Auteurs

Rouault Marie* (Pharmacotechnie, CHU Charles Nicolle, Rouen, France) | Sabir Amna (Pharmacotechnie, CHU Charles Nicolle, Rouen, France) | Dumet Anne-fleur (Pharmacotechnie, CHU Charles Nicolle, Rouen, France) | Gonde Henri (Pharmacotechnie, CHU Charles Nicolle, Rouen, France) | Hervouet Charles (Pharmacotechnie, CHU Charles Nicolle, Rouen, France) | Proux Alice (Médecine Interne Polyvalente, CH Saint Julien, Petit Quevilly, France) | Doucet Jean (Médecine Interne Polyvalente, CH Saint Julien, Petit Quevilly, France) | Coquard Aude (Pharmacotechnie, CHU Charles Nicolle, Rouen, France) | Varin Rémi (Pharmacie PUI, CHU Charles Nicolle, Rouen, France)

Présenté par: Rouault Marie




  • Introduction : La maîtrise du circuit de préparation des chimiothérapies est un élément majeur dans la lutte contre les risques d’erreur médicamenteuse et d’exposition du personnel aux produits cytotoxiques. Le Guide 2016 de la HAS sur les interruptions de tâches (IT)  représente un outil de sécurisation pouvant être appliqué aux différentes étapes du circuit du médicament, notamment dans la zone de préparation de chimiothérapies.
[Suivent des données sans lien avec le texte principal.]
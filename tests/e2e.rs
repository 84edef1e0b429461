mod support;

use std::fs;
use std::path::Path;
use std::process::Output;

use serde_json::Value;
use tempfile::tempdir;

use support::{run_cacheload, spawn_proxy_server_or_skip, unused_local_url};

fn describe(output: &Output) -> String {
    format!(
        "status: {:?}\nstdout: {}\nstderr: {}",
        output.status.code(),
        String::from_utf8_lossy(&output.stdout),
        String::from_utf8_lossy(&output.stderr)
    )
}

fn read_single_results(dir: &Path) -> Result<Value, String> {
    let mut files = Vec::new();
    for entry in fs::read_dir(dir).map_err(|err| format!("read_dir failed: {}", err))? {
        let entry = entry.map_err(|err| format!("dir entry failed: {}", err))?;
        let name = entry.file_name().to_string_lossy().into_owned();
        if name.starts_with("load_test_results_") && name.ends_with(".json") {
            files.push(entry.path());
        }
    }
    let [path] = files.as_slice() else {
        return Err(format!("Expected one results file, found {}", files.len()));
    };
    let body = fs::read_to_string(path).map_err(|err| format!("read results failed: {}", err))?;
    serde_json::from_str(&body).map_err(|err| format!("parse results failed: {}", err))
}

fn raw_results(results: &Value) -> Result<&Vec<Value>, String> {
    results
        .get("raw_results")
        .and_then(Value::as_array)
        .ok_or_else(|| "raw_results missing".to_owned())
}

fn stat_u64(results: &Value, key: &str) -> Result<u64, String> {
    results
        .get("stats")
        .and_then(|stats| stats.get(key))
        .and_then(Value::as_u64)
        .ok_or_else(|| format!("stats.{} missing", key))
}

#[test]
fn e2e_concurrent_mode_writes_results() -> Result<(), String> {
    let Some((url, _server)) = spawn_proxy_server_or_skip()? else {
        return Ok(());
    };
    let dir = tempdir().map_err(|err| format!("tempdir failed: {}", err))?;

    let output = run_cacheload(
        dir.path(),
        [
            "--url",
            url.as_str(),
            "--concurrent",
            "4",
            "--total",
            "12",
            "--endpoints",
            "/hit",
            "/miss",
            "--seed",
            "7",
            "--no-color",
        ],
    )?;
    if !output.status.success() {
        return Err(format!("Expected success.\n{}", describe(&output)));
    }
    let stdout = String::from_utf8_lossy(&output.stdout);
    for expected in [
        "Starting load test with configuration:",
        "LOAD TEST RESULTS",
        "Results saved to:",
    ] {
        if !stdout.contains(expected) {
            return Err(format!("Missing '{}'.\n{}", expected, describe(&output)));
        }
    }

    let results = read_single_results(dir.path())?;
    let raw = raw_results(&results)?;
    if raw.len() != 12 {
        return Err(format!("Expected 12 raw results, got {}", raw.len()));
    }
    if stat_u64(&results, "successful_requests")? != 12 {
        return Err(format!("Expected 12 successes.\n{}", results));
    }
    let hits = raw
        .iter()
        .filter(|outcome| outcome.get("cache_hit").and_then(Value::as_bool) == Some(true))
        .count();
    if stat_u64(&results, "cache_hits")? != u64::try_from(hits).unwrap_or(u64::MAX) {
        return Err(format!("cache_hits disagrees with raw results.\n{}", results));
    }
    let test_type = results
        .get("config")
        .and_then(|config| config.get("test_type"))
        .and_then(Value::as_str);
    if test_type != Some("concurrent") {
        return Err(format!("Unexpected test_type: {:?}", test_type));
    }
    Ok(())
}

#[test]
fn e2e_cache_mode_warms_up_in_order() -> Result<(), String> {
    let Some((url, _server)) = spawn_proxy_server_or_skip()? else {
        return Ok(());
    };
    let dir = tempdir().map_err(|err| format!("tempdir failed: {}", err))?;

    let output = run_cacheload(
        dir.path(),
        [
            "--url",
            url.as_str(),
            "--test-type",
            "cache",
            "--total",
            "10",
            "--cache-ratio",
            "0.5",
            "--endpoints",
            "/hit",
            "/miss",
        ],
    )?;
    if !output.status.success() {
        return Err(format!("Expected success.\n{}", describe(&output)));
    }

    let results = read_single_results(dir.path())?;
    let raw = raw_results(&results)?;
    if raw.len() != 7 {
        return Err(format!("Expected 2 warm-up + 5 wave results, got {}", raw.len()));
    }
    let warmup: Vec<Option<bool>> = raw
        .iter()
        .take(2)
        .map(|outcome| outcome.get("cache_hit").and_then(Value::as_bool))
        .collect();
    if warmup != [Some(true), Some(false)] {
        return Err(format!("Warm-up out of order: {:?}", warmup));
    }
    Ok(())
}

#[test]
fn e2e_throughput_mode_runs_whole_batches() -> Result<(), String> {
    let Some((url, _server)) = spawn_proxy_server_or_skip()? else {
        return Ok(());
    };
    let dir = tempdir().map_err(|err| format!("tempdir failed: {}", err))?;

    let output = run_cacheload(
        dir.path(),
        [
            "--url",
            url.as_str(),
            "--test-type",
            "throughput",
            "--duration",
            "1",
            "--concurrent",
            "3",
            "--endpoints",
            "/miss",
        ],
    )?;
    if !output.status.success() {
        return Err(format!("Expected success.\n{}", describe(&output)));
    }

    let results = read_single_results(dir.path())?;
    let raw = raw_results(&results)?;
    if raw.is_empty() || raw.len() % 3 != 0 {
        return Err(format!("Expected whole batches of 3, got {}", raw.len()));
    }
    Ok(())
}

#[test]
fn e2e_non_200_counts_as_error() -> Result<(), String> {
    let Some((url, _server)) = spawn_proxy_server_or_skip()? else {
        return Ok(());
    };
    let dir = tempdir().map_err(|err| format!("tempdir failed: {}", err))?;

    let output = run_cacheload(
        dir.path(),
        ["--url", url.as_str(), "--total", "4", "--endpoints", "/missing"],
    )?;
    if !output.status.success() {
        return Err(format!("Expected success.\n{}", describe(&output)));
    }

    let results = read_single_results(dir.path())?;
    if stat_u64(&results, "error_requests")? != 4 {
        return Err(format!("Expected 4 errors.\n{}", results));
    }
    Ok(())
}

#[test]
fn e2e_unreachable_proxy_records_failures() -> Result<(), String> {
    let url = match unused_local_url() {
        Ok(url) => url,
        Err(err) if err.contains("Operation not permitted") => return Ok(()),
        Err(err) => return Err(err),
    };
    let dir = tempdir().map_err(|err| format!("tempdir failed: {}", err))?;

    let output = run_cacheload(
        dir.path(),
        ["--url", url.as_str(), "--total", "3", "--timeout", "2"],
    )?;
    if !output.status.success() {
        return Err(format!("Expected success.\n{}", describe(&output)));
    }

    let results = read_single_results(dir.path())?;
    let raw = raw_results(&results)?;
    let all_failed = raw.iter().all(|outcome| {
        outcome.get("status_code").and_then(Value::as_u64) == Some(0)
            && outcome.get("error").is_some_and(Value::is_string)
    });
    if raw.len() != 3 || !all_failed {
        return Err(format!("Expected 3 transport failures.\n{}", results));
    }
    Ok(())
}

#[test]
fn e2e_zero_total_reports_no_results() -> Result<(), String> {
    let dir = tempdir().map_err(|err| format!("tempdir failed: {}", err))?;

    let output = run_cacheload(
        dir.path(),
        ["--url", "http://127.0.0.1:9", "--total", "0"],
    )?;
    if !output.status.success() {
        return Err(format!("Expected success.\n{}", describe(&output)));
    }
    if !String::from_utf8_lossy(&output.stdout).contains("No results to analyze") {
        return Err(format!("Missing empty report.\n{}", describe(&output)));
    }

    let results = read_single_results(dir.path())?;
    let error = results
        .get("stats")
        .and_then(|stats| stats.get("error"))
        .and_then(Value::as_str);
    if error != Some("No results to analyze") {
        return Err(format!("Unexpected stats: {}", results));
    }
    Ok(())
}

#[test]
fn e2e_missing_url_fails() -> Result<(), String> {
    let dir = tempdir().map_err(|err| format!("tempdir failed: {}", err))?;

    let output = run_cacheload(dir.path(), ["--total", "1"])?;
    if output.status.code() != Some(1) {
        return Err(format!("Expected exit code 1.\n{}", describe(&output)));
    }
    let stderr = String::from_utf8_lossy(&output.stderr);
    if !stderr.contains("Test failed:") {
        return Err(format!("Missing failure message.\n{}", describe(&output)));
    }
    if stderr.matches("Missing URL").count() != 1 {
        return Err(format!("Missing URL reported more than once.\n{}", describe(&output)));
    }
    Ok(())
}

#[test]
fn e2e_config_file_supplies_url() -> Result<(), String> {
    let dir = tempdir().map_err(|err| format!("tempdir failed: {}", err))?;
    fs::write(
        dir.path().join("cacheload.toml"),
        "url = \"http://127.0.0.1:9\"\ntotal = 0\n",
    )
    .map_err(|err| format!("write config failed: {}", err))?;

    let output = run_cacheload(dir.path(), std::iter::empty::<&str>())?;
    if !output.status.success() {
        return Err(format!("Expected success.\n{}", describe(&output)));
    }
    let stdout = String::from_utf8_lossy(&output.stdout);
    if !stdout.contains("http://127.0.0.1:9") {
        return Err(format!("Config URL not used.\n{}", describe(&output)));
    }
    Ok(())
}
Objectif : Étude de l’impact des interruptions de tâche sur le risque d’erreur évitable lors de la préparation de chimiothérapies au sein d’une unité de production de cytotoxiques.

 

  • Matériels et méthodes : L’équipe de l’unité de préparation des chimiothérapies (UPC) est composée de 3,5 ETP préparateurs, 1,5 ETP internes, et d’1 externe. A travers une étude observationnelle quantitative prospective, nous avons évalué les IT des différents intervenants en février 2019 durant 6 matinées. L’observateur suivait le professionnel pendant 1,5 heures avec une grille d’évaluation et recueillait les caractéristiques des IT : circonstances, intervenant concerné, motif, gravité et durée de chaque interruption de tâche.

 

  • Résultats : Cent soixante-treize IT ont été recensées durant 13 temps d’observations (20 heures) avec en moyenne 9.4 interruptions par heure [4–17]. C’est lors des validations pharmaceutiques et l’édition des fiches de fabrication pour les internes et lors de la fabrication des poches pour les préparateurs que l’on comptait le plus grand nombre d’IT. La source principale était une interruption physique (84 %), pour la recherche d’informations complémentaires (56 %), de gravité non urgente (50 %), principalement de courte durée (inférieure à 1 minute dans 90 % des cas) et majoritairement induite par un membre de l’équipe. Un relevé quotidien des non-conformités était réalisé en parallèle.

 

  • Discussion/Conclusion : Les IT au sein de la zone de production de chimiothérapies sont fréquentes, notamment lors de la validation des prescriptions et lors de la préparation des poches. Elles sont, au fil des années, devenues une habitude pour les professionnels de santé et peuvent être des facteurs contributifs de survenue d’accidents iatrogènes. Une première restitution à l’équipe a été réalisée pour sensibiliser le personnel aux risques d’erreur et quelques mesures pratiques ont été discutées et mises en place. Un groupe de travail a été constitué pour continuer à réfléchir sur ces IT. Cette étude va être étendue aux autres secteurs de la pharmacotechnie.